- **Activity**
Please show every line from the entries that carries the word "configured".

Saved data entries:
*****

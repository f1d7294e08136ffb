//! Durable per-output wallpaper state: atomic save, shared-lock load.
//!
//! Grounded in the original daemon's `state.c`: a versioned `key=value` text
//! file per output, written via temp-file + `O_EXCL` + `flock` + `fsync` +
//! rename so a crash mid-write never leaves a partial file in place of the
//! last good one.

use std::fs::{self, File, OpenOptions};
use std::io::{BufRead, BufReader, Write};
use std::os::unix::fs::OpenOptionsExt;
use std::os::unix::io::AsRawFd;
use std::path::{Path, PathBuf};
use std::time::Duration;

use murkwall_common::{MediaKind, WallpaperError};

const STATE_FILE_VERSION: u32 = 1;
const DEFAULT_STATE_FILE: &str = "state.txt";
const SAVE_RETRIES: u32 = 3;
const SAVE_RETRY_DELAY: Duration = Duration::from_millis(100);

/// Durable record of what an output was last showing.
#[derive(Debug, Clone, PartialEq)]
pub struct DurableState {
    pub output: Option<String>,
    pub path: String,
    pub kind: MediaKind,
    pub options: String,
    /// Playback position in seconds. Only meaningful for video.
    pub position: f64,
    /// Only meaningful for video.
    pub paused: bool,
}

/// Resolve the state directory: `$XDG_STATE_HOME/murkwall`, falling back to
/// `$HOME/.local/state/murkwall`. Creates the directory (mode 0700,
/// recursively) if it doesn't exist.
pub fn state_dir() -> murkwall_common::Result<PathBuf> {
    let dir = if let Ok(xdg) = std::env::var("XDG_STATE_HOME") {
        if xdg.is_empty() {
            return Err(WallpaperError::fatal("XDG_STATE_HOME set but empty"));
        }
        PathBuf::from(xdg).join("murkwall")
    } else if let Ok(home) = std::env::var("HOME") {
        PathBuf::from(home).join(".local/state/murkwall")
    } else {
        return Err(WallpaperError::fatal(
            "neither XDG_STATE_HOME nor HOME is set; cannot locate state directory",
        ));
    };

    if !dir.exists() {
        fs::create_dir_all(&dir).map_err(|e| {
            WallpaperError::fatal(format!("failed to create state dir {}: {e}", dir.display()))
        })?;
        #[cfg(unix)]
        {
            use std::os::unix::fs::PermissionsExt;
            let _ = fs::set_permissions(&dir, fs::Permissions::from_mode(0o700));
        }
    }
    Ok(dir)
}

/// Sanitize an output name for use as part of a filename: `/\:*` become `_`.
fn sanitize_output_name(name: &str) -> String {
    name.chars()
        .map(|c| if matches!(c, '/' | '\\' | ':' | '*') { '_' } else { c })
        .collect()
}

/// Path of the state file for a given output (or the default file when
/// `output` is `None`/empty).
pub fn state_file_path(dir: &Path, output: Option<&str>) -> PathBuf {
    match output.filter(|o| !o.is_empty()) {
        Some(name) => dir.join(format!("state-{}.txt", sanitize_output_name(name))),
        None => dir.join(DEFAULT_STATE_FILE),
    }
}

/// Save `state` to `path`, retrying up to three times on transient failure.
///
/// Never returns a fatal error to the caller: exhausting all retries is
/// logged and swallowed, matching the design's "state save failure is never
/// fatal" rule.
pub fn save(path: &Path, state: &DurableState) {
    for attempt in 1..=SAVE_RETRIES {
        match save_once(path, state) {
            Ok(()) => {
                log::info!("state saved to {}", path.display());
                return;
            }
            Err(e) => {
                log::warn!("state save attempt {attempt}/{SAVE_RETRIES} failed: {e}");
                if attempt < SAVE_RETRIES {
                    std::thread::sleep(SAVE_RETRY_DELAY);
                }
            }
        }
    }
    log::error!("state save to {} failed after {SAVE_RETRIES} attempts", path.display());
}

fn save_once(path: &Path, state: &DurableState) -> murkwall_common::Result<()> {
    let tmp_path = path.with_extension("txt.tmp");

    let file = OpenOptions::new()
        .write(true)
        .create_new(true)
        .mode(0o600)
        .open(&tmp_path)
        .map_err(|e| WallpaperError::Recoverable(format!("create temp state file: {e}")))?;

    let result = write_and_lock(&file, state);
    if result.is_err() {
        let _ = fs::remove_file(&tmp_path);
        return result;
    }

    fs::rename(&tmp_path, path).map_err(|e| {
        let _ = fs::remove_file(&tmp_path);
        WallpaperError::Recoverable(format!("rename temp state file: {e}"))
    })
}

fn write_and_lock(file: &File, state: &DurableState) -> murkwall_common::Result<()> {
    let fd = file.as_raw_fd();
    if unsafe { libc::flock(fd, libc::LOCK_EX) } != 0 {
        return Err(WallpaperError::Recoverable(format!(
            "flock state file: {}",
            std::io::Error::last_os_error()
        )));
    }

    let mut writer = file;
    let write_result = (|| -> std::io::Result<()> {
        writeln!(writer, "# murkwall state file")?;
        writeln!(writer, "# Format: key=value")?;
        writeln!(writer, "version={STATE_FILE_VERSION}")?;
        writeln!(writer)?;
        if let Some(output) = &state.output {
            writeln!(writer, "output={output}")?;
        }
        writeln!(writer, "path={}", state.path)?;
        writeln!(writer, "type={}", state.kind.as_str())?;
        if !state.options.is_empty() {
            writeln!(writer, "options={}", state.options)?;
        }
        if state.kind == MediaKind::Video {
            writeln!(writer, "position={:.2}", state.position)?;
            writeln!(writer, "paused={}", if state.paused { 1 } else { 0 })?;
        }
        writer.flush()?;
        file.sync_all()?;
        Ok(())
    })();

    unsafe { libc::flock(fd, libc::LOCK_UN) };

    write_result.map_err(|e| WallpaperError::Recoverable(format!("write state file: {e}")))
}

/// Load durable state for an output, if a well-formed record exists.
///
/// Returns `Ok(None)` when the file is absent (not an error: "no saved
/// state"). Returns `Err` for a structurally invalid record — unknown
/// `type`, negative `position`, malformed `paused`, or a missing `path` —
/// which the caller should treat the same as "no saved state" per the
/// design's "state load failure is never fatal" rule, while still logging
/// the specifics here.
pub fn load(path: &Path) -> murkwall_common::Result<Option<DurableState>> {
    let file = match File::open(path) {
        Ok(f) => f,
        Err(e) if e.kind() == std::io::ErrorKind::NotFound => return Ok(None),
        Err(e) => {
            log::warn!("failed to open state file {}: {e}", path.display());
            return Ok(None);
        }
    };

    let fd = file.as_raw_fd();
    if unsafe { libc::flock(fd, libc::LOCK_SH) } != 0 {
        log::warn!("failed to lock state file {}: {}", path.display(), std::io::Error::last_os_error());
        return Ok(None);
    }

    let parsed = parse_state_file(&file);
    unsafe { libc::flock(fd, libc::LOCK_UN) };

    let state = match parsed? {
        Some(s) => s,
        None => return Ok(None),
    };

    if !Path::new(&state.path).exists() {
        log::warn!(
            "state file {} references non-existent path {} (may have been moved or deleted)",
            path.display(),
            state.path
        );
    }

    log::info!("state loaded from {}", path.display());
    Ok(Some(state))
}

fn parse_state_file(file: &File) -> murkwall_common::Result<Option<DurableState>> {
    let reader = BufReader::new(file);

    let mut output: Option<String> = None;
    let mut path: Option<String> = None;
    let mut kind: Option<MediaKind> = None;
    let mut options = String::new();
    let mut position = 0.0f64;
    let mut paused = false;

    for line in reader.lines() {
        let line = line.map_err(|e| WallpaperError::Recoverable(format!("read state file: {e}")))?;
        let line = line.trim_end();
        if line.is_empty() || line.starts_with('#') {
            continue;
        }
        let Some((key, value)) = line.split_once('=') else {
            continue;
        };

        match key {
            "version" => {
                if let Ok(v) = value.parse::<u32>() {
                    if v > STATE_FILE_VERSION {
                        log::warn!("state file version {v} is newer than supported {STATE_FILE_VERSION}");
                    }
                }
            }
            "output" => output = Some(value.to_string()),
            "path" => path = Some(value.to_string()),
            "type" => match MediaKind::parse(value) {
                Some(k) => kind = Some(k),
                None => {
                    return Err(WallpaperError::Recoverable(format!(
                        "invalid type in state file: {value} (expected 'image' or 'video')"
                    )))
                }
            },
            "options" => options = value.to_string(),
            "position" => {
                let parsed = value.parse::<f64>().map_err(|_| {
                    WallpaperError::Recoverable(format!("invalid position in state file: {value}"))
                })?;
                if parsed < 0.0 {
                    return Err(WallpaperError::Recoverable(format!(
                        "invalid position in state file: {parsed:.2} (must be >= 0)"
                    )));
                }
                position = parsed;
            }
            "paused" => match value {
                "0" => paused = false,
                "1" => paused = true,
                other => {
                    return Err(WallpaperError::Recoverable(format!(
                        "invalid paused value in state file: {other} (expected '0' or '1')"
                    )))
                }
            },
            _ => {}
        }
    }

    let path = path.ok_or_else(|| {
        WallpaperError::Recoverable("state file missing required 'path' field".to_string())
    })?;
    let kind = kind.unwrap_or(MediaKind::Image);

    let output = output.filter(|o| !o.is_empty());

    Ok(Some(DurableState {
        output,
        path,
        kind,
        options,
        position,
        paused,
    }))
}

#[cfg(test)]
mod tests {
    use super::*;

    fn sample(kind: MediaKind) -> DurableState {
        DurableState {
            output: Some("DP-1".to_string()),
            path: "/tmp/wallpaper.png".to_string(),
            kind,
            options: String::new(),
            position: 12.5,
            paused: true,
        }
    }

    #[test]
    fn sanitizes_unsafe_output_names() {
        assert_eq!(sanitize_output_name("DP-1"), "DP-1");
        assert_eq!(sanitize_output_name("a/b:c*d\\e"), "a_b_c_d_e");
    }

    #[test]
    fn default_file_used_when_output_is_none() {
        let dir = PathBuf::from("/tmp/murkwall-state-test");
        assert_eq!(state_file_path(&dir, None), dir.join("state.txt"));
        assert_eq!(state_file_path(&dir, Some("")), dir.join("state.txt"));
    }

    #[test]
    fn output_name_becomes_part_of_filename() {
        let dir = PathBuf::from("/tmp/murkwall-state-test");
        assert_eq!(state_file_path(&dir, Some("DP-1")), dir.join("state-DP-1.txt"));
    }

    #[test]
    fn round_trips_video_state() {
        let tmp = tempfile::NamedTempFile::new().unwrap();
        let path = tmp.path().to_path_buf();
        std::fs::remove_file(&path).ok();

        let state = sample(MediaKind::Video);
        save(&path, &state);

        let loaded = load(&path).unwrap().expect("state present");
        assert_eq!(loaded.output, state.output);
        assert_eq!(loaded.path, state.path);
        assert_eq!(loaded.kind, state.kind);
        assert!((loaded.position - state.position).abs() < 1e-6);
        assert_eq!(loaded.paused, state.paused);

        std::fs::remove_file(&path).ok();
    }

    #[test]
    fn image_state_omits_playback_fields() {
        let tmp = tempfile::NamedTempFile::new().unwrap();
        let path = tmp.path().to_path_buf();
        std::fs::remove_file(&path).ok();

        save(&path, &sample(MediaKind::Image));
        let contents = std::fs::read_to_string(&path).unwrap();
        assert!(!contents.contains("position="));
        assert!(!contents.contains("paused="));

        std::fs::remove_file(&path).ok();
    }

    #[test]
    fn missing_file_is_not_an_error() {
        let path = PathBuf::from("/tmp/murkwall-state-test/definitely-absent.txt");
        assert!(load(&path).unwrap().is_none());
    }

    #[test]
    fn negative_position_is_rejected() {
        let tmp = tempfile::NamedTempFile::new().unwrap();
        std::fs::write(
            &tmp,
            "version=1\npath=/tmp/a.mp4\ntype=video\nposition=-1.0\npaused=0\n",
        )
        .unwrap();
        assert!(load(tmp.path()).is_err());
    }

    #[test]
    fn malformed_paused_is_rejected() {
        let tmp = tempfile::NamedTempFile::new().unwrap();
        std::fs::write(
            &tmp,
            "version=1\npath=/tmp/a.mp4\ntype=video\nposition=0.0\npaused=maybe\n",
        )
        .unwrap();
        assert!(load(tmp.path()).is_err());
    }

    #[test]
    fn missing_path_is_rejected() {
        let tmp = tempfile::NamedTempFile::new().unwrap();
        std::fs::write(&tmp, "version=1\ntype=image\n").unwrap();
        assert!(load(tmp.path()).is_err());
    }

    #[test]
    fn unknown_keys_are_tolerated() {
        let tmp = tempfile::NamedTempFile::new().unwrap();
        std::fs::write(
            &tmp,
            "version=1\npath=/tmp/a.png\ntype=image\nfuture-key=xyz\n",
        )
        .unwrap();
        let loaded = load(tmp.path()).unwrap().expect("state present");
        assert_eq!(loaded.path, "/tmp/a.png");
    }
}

*****

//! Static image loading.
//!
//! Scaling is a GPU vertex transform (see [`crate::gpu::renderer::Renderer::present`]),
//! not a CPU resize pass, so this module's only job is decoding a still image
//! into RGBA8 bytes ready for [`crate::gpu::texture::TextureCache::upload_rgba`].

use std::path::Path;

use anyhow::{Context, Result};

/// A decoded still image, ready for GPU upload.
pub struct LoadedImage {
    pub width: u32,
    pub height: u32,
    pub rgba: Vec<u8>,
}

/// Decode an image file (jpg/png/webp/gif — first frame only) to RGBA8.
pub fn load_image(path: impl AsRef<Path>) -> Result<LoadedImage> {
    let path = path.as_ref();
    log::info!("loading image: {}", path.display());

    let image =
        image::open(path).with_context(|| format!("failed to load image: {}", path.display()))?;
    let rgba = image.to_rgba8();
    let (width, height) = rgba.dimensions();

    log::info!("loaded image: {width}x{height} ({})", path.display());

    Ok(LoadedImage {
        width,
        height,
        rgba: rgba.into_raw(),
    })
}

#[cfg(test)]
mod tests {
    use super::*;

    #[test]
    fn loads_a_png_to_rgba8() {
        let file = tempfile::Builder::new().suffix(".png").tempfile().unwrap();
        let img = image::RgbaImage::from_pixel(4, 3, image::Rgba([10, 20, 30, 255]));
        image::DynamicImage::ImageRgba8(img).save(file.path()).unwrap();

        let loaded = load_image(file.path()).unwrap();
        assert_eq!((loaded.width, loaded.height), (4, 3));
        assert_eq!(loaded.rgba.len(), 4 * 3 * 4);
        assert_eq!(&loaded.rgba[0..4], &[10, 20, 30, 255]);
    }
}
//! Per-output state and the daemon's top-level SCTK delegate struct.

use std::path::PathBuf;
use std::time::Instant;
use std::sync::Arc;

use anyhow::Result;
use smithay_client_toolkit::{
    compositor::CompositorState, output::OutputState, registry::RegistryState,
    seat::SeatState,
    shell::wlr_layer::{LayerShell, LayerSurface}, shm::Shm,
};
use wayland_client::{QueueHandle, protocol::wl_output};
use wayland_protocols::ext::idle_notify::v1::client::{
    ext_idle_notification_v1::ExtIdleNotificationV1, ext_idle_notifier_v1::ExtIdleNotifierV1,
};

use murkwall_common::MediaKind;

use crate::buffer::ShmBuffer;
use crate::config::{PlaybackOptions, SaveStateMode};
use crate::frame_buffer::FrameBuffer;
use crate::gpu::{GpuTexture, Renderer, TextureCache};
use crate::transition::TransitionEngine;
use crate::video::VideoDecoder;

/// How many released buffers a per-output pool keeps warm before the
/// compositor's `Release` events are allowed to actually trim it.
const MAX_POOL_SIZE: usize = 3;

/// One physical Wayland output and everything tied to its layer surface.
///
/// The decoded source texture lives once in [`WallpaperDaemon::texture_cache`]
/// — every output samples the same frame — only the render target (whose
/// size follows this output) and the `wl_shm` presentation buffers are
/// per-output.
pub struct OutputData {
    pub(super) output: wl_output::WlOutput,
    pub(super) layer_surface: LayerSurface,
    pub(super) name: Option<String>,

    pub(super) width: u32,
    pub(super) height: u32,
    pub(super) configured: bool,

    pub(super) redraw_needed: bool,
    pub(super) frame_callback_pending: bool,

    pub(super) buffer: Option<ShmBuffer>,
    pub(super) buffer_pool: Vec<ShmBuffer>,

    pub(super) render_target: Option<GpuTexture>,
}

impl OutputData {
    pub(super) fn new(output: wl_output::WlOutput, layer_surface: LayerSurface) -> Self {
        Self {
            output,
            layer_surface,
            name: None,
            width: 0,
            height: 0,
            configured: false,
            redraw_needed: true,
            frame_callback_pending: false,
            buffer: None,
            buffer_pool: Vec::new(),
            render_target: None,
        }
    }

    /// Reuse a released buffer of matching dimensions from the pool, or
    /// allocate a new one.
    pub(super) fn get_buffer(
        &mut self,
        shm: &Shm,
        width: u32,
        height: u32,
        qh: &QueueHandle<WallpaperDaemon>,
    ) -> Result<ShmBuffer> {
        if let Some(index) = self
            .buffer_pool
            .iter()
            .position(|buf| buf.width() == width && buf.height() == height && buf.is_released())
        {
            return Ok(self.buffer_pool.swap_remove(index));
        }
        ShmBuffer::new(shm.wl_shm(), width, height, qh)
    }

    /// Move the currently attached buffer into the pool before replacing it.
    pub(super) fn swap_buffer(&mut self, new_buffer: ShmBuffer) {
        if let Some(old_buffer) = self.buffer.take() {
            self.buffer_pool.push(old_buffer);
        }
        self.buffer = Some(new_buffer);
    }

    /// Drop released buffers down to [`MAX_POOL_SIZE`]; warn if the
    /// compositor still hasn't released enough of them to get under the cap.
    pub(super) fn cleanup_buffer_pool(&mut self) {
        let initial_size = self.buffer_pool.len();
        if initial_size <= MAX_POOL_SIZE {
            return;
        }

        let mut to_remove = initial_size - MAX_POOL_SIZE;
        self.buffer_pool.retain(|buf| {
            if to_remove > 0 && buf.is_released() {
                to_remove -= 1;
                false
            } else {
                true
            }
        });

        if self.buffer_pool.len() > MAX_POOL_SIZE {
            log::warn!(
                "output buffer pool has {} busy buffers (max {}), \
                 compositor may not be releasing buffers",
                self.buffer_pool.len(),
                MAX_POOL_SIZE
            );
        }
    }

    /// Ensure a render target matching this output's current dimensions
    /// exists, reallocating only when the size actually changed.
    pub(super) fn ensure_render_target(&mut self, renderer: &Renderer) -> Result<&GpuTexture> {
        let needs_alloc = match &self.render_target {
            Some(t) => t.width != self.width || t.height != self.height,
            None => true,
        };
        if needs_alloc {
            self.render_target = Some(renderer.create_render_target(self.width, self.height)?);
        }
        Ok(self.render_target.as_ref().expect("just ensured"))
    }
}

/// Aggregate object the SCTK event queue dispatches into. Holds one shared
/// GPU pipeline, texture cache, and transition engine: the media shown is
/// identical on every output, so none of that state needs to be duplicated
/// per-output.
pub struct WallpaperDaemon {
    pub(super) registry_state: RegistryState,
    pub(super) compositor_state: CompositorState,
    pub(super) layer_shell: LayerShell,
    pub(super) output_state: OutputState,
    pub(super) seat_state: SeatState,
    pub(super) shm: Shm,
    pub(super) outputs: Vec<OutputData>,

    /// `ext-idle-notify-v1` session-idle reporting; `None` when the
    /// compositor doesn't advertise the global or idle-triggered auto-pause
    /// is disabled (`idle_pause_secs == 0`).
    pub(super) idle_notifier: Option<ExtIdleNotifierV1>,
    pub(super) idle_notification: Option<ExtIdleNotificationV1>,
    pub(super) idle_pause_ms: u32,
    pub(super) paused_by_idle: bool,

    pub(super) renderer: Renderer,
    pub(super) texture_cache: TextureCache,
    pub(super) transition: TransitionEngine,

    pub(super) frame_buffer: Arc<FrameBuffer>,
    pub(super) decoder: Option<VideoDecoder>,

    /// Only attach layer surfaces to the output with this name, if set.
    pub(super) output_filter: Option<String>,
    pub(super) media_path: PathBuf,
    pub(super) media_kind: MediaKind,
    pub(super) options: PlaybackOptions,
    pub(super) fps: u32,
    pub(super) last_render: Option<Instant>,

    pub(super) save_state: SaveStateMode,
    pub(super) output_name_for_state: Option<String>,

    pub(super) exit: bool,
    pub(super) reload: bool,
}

*****

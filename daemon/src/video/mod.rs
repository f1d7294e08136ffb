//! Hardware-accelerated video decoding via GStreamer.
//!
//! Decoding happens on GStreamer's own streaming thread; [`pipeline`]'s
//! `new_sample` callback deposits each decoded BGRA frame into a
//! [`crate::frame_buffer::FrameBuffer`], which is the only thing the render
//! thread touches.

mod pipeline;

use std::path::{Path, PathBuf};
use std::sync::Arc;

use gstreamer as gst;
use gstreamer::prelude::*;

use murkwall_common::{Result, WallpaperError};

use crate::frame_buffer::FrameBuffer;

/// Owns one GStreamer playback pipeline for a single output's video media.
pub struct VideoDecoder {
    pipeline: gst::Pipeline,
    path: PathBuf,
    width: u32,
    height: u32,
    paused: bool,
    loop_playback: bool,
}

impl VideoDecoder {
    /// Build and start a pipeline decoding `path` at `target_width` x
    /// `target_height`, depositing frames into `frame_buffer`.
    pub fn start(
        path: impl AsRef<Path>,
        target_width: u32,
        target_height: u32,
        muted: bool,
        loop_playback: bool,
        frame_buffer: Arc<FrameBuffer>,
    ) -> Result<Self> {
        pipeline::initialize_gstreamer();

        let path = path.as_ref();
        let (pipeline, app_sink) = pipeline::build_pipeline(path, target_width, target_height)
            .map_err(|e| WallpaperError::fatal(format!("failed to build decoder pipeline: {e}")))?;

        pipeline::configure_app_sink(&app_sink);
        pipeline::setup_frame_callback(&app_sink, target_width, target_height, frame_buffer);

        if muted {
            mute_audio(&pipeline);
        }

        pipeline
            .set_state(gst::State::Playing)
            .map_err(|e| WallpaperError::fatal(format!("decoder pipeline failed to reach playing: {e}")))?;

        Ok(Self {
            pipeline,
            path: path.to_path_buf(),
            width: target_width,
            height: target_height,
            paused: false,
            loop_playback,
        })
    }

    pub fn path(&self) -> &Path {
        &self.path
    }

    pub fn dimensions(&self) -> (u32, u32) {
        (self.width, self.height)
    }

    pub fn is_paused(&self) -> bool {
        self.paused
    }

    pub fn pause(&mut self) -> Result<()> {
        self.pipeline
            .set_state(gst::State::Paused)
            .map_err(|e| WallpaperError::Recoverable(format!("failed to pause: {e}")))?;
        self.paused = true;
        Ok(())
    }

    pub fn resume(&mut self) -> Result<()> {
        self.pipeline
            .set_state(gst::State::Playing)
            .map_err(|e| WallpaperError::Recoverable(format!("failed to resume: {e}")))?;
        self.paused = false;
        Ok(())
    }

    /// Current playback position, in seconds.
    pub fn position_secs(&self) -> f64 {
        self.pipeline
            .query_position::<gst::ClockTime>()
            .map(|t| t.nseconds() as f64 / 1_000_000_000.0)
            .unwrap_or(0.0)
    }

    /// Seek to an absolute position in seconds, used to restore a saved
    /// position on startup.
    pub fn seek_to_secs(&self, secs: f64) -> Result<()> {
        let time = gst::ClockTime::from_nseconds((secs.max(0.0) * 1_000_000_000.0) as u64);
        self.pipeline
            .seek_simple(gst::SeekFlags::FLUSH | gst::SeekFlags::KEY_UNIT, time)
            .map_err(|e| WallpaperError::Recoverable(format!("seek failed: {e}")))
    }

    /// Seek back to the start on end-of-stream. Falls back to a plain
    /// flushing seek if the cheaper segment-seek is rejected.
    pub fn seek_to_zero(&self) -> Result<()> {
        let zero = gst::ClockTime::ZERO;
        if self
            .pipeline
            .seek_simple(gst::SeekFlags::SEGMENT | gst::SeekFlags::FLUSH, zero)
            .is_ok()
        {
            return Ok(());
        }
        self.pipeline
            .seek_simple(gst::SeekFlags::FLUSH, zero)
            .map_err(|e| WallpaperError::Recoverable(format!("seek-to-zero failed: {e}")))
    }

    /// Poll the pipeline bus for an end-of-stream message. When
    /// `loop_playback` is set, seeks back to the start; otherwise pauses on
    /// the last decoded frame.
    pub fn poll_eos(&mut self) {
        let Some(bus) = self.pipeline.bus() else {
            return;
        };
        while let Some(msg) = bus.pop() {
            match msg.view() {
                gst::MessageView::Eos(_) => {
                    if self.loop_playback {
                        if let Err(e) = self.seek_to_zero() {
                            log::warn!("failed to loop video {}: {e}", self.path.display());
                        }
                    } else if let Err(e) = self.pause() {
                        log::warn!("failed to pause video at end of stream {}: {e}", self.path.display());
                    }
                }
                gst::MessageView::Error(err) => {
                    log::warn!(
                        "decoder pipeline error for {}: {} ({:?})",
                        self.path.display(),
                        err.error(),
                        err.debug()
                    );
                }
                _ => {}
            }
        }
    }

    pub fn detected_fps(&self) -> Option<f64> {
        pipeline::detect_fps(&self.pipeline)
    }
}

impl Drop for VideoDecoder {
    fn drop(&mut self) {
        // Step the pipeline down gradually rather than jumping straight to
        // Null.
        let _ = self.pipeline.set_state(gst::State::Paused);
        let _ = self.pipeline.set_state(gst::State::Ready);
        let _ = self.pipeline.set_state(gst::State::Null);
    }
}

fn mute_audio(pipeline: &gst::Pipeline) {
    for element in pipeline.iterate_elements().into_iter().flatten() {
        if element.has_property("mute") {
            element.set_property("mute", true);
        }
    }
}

*****

- **Output**
    pub(super) configured: bool,
            configured: false,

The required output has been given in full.